TASK BRIEF:
Take every line from the data that has the word "error" in it.

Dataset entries
____________________
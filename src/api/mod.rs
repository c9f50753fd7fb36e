//! HTTP surface: STOW-RS only. QIDO-RS/WADO-RS and any admin CRUD surface
//! over AE configuration are non-goals, so this does not route by `{aet}`
//! path segment at all — there is exactly one backend (this gateway) and
//! one protocol.

pub mod stow;

use crate::api::stow::StowState;
use crate::component::{Component, ComponentStatus, StatusCell};
use crate::config::DicomWebConfig;
use axum::Router;
use tokio::net::TcpListener;
use tokio_util::sync::CancellationToken;
use tracing::info;

/// Mounts the STOW-RS router under `base_path` (axum no longer supports
/// nesting at the root).
#[must_use]
pub fn routes(base_path: &str) -> Router<StowState> {
	let router = stow::routes();
	match base_path {
		"/" | "" => router,
		base_path => Router::new().nest(base_path, router),
	}
}

/// Wraps the STOW-RS router in a [`Component`], the HTTP-transport analogue
/// of `backend::dimse::scp::StorageServiceClassProvider` and `hl7::Hl7Listener`.
pub struct HttpServer {
	config: DicomWebConfig,
	state: StowState,
	status: StatusCell,
}

impl HttpServer {
	#[must_use]
	pub fn new(config: DicomWebConfig, state: StowState) -> Self {
		Self { config, state, status: StatusCell::new() }
	}
}

#[async_trait::async_trait]
impl Component for HttpServer {
	fn name(&self) -> &'static str {
		"stow-http"
	}

	async fn run(&self, token: CancellationToken) {
		self.status.set(ComponentStatus::Running);
		let address = std::net::SocketAddr::from((self.config.interface, self.config.port));
		let listener = match TcpListener::bind(address).await {
			Ok(listener) => listener,
			Err(err) => {
				tracing::error!(%address, "failed to bind STOW-RS HTTP listener: {err}");
				self.status.set(ComponentStatus::Cancelled);
				return;
			}
		};
		info!(%address, base_path = %self.config.base_path, "STOW-RS HTTP server listening");

		let router = routes(&self.config.base_path).with_state(self.state.clone());
		let shutdown = token.clone();
		if let Err(err) = axum::serve(listener, router)
			.with_graceful_shutdown(async move { shutdown.cancelled().await })
			.await
		{
			tracing::error!("STOW-RS HTTP server stopped with an error: {err}");
		}

		self.status.set(ComponentStatus::Cancelled);
	}

	fn status(&self) -> ComponentStatus {
		self.status.get()
	}
}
____________________
RESPONSE TO THIS TASK:
				tracing::error!(%address, "failed to bind STOW-RS HTTP listener: {err}");
			tracing::error!("STOW-RS HTTP server stopped with an error: {err}");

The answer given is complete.